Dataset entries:

_ _ _ _ _ _ _

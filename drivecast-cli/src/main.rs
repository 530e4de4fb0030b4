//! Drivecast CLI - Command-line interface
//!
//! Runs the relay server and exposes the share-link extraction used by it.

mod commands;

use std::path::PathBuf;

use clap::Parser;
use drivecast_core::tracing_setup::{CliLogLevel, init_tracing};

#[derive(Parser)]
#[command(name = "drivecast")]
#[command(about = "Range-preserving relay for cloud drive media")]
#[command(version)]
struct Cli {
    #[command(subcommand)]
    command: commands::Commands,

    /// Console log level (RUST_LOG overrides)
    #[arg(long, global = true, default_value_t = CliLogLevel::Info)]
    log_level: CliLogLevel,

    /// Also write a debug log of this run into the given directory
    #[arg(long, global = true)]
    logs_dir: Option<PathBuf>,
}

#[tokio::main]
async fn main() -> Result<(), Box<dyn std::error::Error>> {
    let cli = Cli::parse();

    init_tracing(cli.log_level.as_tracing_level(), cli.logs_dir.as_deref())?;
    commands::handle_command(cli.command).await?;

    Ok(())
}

_ _ _ _ _ _ _

Of the entries above, tally the lines with "global" in them. Only the total should be given.

2